Hillman published more than nineteen books, as well as volumes of essays, and continued to be a prolific writer and sought after lecturer until his death in 2011. The body of his work is comprised of scholarly studies in several fields including psychology, philosophy, mythology, art, and cultural studies. His groundbreaking book, Re-visioning Psychology, was nominated for a Pulitzer Prize in 1975 and his book, The Soul’s Code: In Search of Character and Calling, was on the New York Times best seller list for nearly a year. His works also include The Myth of Analysis, Healing Fiction, The Dream and the Underworld, The Force of Character, Suicide and the Soul, A Terrible Love of War, among many others. The influences shaping the core of Hillman’s work are not limited to Depth Psychology. See the James Hillman bibliography for a list of his works.

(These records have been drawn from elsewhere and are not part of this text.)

//! Payment records
//!
//! One row per charge attempt or manual settlement. Payment rows are never
//! deleted, even when the booking they belong to is soft-deleted.

use super::PaymentMethod;
use chrono::{DateTime, Utc};
use rust_decimal::Decimal;
use serde::{Deserialize, Serialize};
use serde_json::Value as JsonValue;
use std::fmt;

/// Outcome recorded on a payment row
#[derive(Debug, Clone, Copy, PartialEq, Eq, Serialize, Deserialize)]
#[serde(rename_all = "snake_case")]
pub enum ChargeStatus {
    /// Charge captured (or manual settlement recorded)
    Succeeded,
    /// Charge declined, errored or timed out
    Failed,
    /// Charge returned to the payer
    Refunded,
}

impl fmt::Display for ChargeStatus {
    fn fmt(&self, f: &mut fmt::Formatter<'_>) -> fmt::Result {
        f.write_str(self.as_str())
    }
}

impl ChargeStatus {
    pub fn as_str(&self) -> &'static str {
        match self {
            ChargeStatus::Succeeded => "succeeded",
            ChargeStatus::Failed => "failed",
            ChargeStatus::Refunded => "refunded",
        }
    }

    /// Parse from string (case-insensitive)
    pub fn from_str(s: &str) -> Option<Self> {
        match s.to_lowercase().as_str() {
            "succeeded" => Some(ChargeStatus::Succeeded),
            "failed" => Some(ChargeStatus::Failed),
            "refunded" => Some(ChargeStatus::Refunded),
            _ => None,
        }
    }
}

/// Payment entity
#[derive(Debug, Clone, Serialize, Deserialize)]
pub struct Payment {
    pub id: i64,

    pub booking_id: i64,

    pub amount: Decimal,

    pub method: PaymentMethod,

    pub status: ChargeStatus,

    /// Gateway transaction reference, used for reconciliation and refunds
    pub transaction_reference: Option<String>,

    /// Raw gateway response, stored as returned
    pub gateway_response: Option<JsonValue>,

    pub processed_at: Option<DateTime<Utc>>,

    pub refunded_at: Option<DateTime<Utc>>,

    pub refund_amount: Option<Decimal>,

    pub created_at: DateTime<Utc>,
}

/// Payment row to insert
#[derive(Debug, Clone)]
pub struct NewPayment {
    pub booking_id: i64,
    pub amount: Decimal,
    pub method: PaymentMethod,
    pub status: ChargeStatus,
    pub transaction_reference: Option<String>,
    pub gateway_response: Option<JsonValue>,
    pub processed_at: Option<DateTime<Utc>>,
}

impl NewPayment {
    pub fn into_payment(self, id: i64, now: DateTime<Utc>) -> Payment {
        Payment {
            id,
            booking_id: self.booking_id,
            amount: self.amount,
            method: self.method,
            status: self.status,
            transaction_reference: self.transaction_reference,
            gateway_response: self.gateway_response,
            processed_at: self.processed_at,
            refunded_at: None,
            refund_amount: None,
            created_at: now,
        }
    }
}
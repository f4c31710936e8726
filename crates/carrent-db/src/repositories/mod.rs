//! Repository implementations
//!
//! Concrete implementations of the read-side traits defined in carrent-core,
//! using sqlx for PostgreSQL access.

pub mod booking_repo;
pub mod event_repo;
pub(crate) mod rows;
pub mod user_repo;
pub mod vehicle_repo;

pub use booking_repo::PgBookingRepository;
pub use event_repo::PgEventLog;
pub use user_repo::PgUserDirectory;
pub use vehicle_repo::PgVehicleRepository;
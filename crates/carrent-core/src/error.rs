//! Unified error handling for the Carrent marketplace
//!
//! Every failure carries a stable error code, an HTTP status and a context map
//! so callers can react without parsing messages. Internal failures are logged
//! in full but reported to callers with a generic message.

use crate::models::{BookingStatus, UnavailableReason};
use actix_web::{http::StatusCode, HttpResponse, ResponseError};
use chrono::NaiveDate;
use serde_json::{json, Value as JsonValue};
use thiserror::Error;

/// Main application error type
///
/// All errors in the application should be converted to this type.
/// It implements `ResponseError` for automatic HTTP response generation.
#[derive(Error, Debug)]
pub enum AppError {
    // ==================== Booking Errors ====================
    #[error("Vehicle {vehicle_id} is not available for booking ({reason})")]
    VehicleUnavailable {
        vehicle_id: i64,
        reason: UnavailableReason,
    },

    #[error("Vehicle {vehicle_id} is already booked between {start_date} and {end_date}")]
    DateConflict {
        vehicle_id: i64,
        start_date: NaiveDate,
        end_date: NaiveDate,
    },

    #[error("Payment failed for booking {booking_id}: {message}")]
    PaymentFailed { booking_id: i64, message: String },

    #[error("Booking not found: {0}")]
    BookingNotFound(i64),

    #[error("Booking {booking_id} cannot move from {from} on {trigger}")]
    InvalidTransition {
        booking_id: i64,
        from: BookingStatus,
        trigger: String,
    },

    /// Raised by stores when the overlap exclusion constraint rejects an insert
    #[error("Overlapping booking rejected by store for vehicle {0}")]
    BookingOverlap(i64),

    // ==================== Validation Errors ====================
    #[error("Validation error: {0}")]
    Validation(String),

    // ==================== Authentication Errors ====================
    #[error("Token expired")]
    TokenExpired,

    #[error("Invalid token: {0}")]
    InvalidToken(String),

    #[error("Unauthorized: {0}")]
    Unauthorized(String),

    #[error("Forbidden: insufficient permissions")]
    Forbidden,

    // ==================== Database Errors ====================
    #[error("Database error: {0}")]
    Database(String),

    #[error("Database pool error: {0}")]
    Pool(String),

    #[error("Transaction failed: {0}")]
    Transaction(String),

    // ==================== External Service Errors ====================
    #[error("Notification queue error: {0}")]
    Queue(String),

    #[error("Payment gateway error: {0}")]
    Gateway(String),

    // ==================== Internal Errors ====================
    #[error("Internal error: {0}")]
    Internal(String),

    #[error("Configuration error: {0}")]
    Config(String),

    #[error("Serialization error: {0}")]
    Serialization(String),
}

impl AppError {
    /// Returns the HTTP status code for this error
    pub fn status_code(&self) -> StatusCode {
        match self {
            // 400 Bad Request
            AppError::VehicleUnavailable { .. } => StatusCode::BAD_REQUEST,

            // 401 Unauthorized
            AppError::InvalidToken(_) | AppError::TokenExpired => StatusCode::UNAUTHORIZED,

            // 402 Payment Required
            AppError::PaymentFailed { .. } => StatusCode::PAYMENT_REQUIRED,

            // 403 Forbidden
            AppError::Forbidden | AppError::Unauthorized(_) => StatusCode::FORBIDDEN,

            // 404 Not Found
            AppError::BookingNotFound(_) => StatusCode::NOT_FOUND,

            // 409 Conflict
            AppError::DateConflict { .. } | AppError::InvalidTransition { .. } => {
                StatusCode::CONFLICT
            }

            // 422 Unprocessable Entity
            AppError::Validation(_) => StatusCode::UNPROCESSABLE_ENTITY,

            // 500 Internal Server Error
            _ => StatusCode::INTERNAL_SERVER_ERROR,
        }
    }

    /// Returns the error code for API responses
    pub fn error_code(&self) -> &'static str {
        match self {
            AppError::VehicleUnavailable { .. } => "vehicle_unavailable",
            AppError::DateConflict { .. } => "date_conflict",
            AppError::PaymentFailed { .. } => "payment_failed",
            AppError::BookingNotFound(_) => "booking_not_found",
            AppError::InvalidTransition { .. } => "invalid_transition",
            AppError::BookingOverlap(_) => "booking_overlap",
            AppError::Validation(_) => "validation_failed",
            AppError::TokenExpired => "token_expired",
            AppError::InvalidToken(_) => "invalid_token",
            AppError::Unauthorized(_) => "unauthorized",
            AppError::Forbidden => "forbidden",
            AppError::Database(_) => "database_error",
            AppError::Pool(_) => "pool_error",
            AppError::Transaction(_) => "transaction_error",
            AppError::Queue(_) => "queue_error",
            AppError::Gateway(_) => "gateway_error",
            AppError::Internal(_) => "internal_error",
            AppError::Config(_) => "config_error",
            AppError::Serialization(_) => "serialization_error",
        }
    }

    /// Structured context attached to the error response
    pub fn context(&self) -> JsonValue {
        match self {
            AppError::VehicleUnavailable { vehicle_id, reason } => json!({
                "vehicle_id": vehicle_id,
                "reason": reason.as_str(),
            }),
            AppError::DateConflict {
                vehicle_id,
                start_date,
                end_date,
            } => json!({
                "vehicle_id": vehicle_id,
                "start_date": start_date,
                "end_date": end_date,
            }),
            AppError::PaymentFailed {
                booking_id,
                message,
            } => json!({
                "booking_id": booking_id,
                "gateway_message": message,
            }),
            AppError::BookingNotFound(id) => json!({ "booking_id": id }),
            AppError::InvalidTransition {
                booking_id,
                from,
                trigger,
            } => json!({
                "booking_id": booking_id,
                "from": from.as_str(),
                "trigger": trigger,
            }),
            _ => json!({}),
        }
    }

    /// Whether the message may be shown to API callers
    ///
    /// Server-side failures may carry SQL or connection details.
    pub fn is_internal(&self) -> bool {
        self.status_code().is_server_error()
    }

    /// Message safe to return to callers
    pub fn public_message(&self) -> String {
        if self.is_internal() {
            "An internal error occurred".to_string()
        } else {
            self.to_string()
        }
    }
}

impl ResponseError for AppError {
    fn status_code(&self) -> StatusCode {
        AppError::status_code(self)
    }

    fn error_response(&self) -> HttpResponse {
        let status = self.status_code();
        if self.is_internal() {
            tracing::error!(error = %self, code = self.error_code(), "Request failed");
        }

        let body = json!({
            "error": self.error_code(),
            "message": self.public_message(),
            "status": status.as_u16(),
            "context": self.context(),
        });

        HttpResponse::build(status).json(body)
    }
}

// ==================== From implementations ====================

impl From<serde_json::Error> for AppError {
    fn from(err: serde_json::Error) -> Self {
        AppError::Serialization(err.to_string())
    }
}

impl From<std::io::Error> for AppError {
    fn from(err: std::io::Error) -> Self {
        AppError::Internal(err.to_string())
    }
}

impl From<config::ConfigError> for AppError {
    fn from(err: config::ConfigError) -> Self {
        AppError::Config(err.to_string())
    }
}

impl From<validator::ValidationErrors> for AppError {
    fn from(err: validator::ValidationErrors) -> Self {
        AppError::Validation(err.to_string())
    }
}
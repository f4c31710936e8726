//! JWT claims issued by the identity service

use carrent_core::error::AppError;
use carrent_core::models::{Actor, UserRole};
use chrono::{Duration, Utc};
use serde::{Deserialize, Serialize};

/// JWT claims
///
/// `sub` holds the numeric user id as a string, per RFC 7519.
#[derive(Debug, Clone, Serialize, Deserialize, PartialEq)]
pub struct Claims {
    /// Subject (user id)
    pub sub: String,

    /// Marketplace role
    pub role: UserRole,

    /// Issued at (Unix timestamp)
    pub iat: i64,

    /// Expiration time (Unix timestamp); 0 until set by `JwtService`
    pub exp: i64,
}

impl Claims {
    pub fn new(user_id: i64, role: UserRole) -> Self {
        Self {
            sub: user_id.to_string(),
            role,
            iat: Utc::now().timestamp(),
            exp: 0,
        }
    }

    pub fn with_expiration(user_id: i64, role: UserRole, expires_in_secs: i64) -> Self {
        let now = Utc::now();
        Self {
            sub: user_id.to_string(),
            role,
            iat: now.timestamp(),
            exp: (now + Duration::seconds(expires_in_secs)).timestamp(),
        }
    }

    pub fn is_expired(&self) -> bool {
        self.exp <= Utc::now().timestamp()
    }

    pub fn user_id(&self) -> Result<i64, AppError> {
        self.sub
            .parse()
            .map_err(|_| AppError::InvalidToken(format!("Subject is not a user id: {}", self.sub)))
    }

    pub fn is_admin(&self) -> bool {
        self.role.is_admin()
    }

    pub fn actor(&self) -> Result<Actor, AppError> {
        Ok(Actor::new(self.user_id()?, self.role))
    }
}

James Hillman’s ideas have firm grounding in the classical Greek tradition and are also deeply influenced by Renaissance thought and Romanticism, encompassing the contributions of psychologists, philosophers, poets, and alchemists. Hillman described his own line of thought as part of the lineage of Heraclitus, Plato, Plotinus, Vico, Ficino, Schelling, Coleridge, Dilthey, Freud, and Jung. Other influential authors in Hillman´s work are Keats, Bachelard, Corbin, Nietzsche, Paracelsus, and Shelley.
Throughout his work, Hillman criticized the literal, materialistic, and reductive perspectives that often dominate the psychological and cultural arenas. He insisted on giving psyche its rightful place in psychology and culture, fundamentally through imagination, metaphor, art, and myth. That act he called soul-making, a term borrowed from Keats.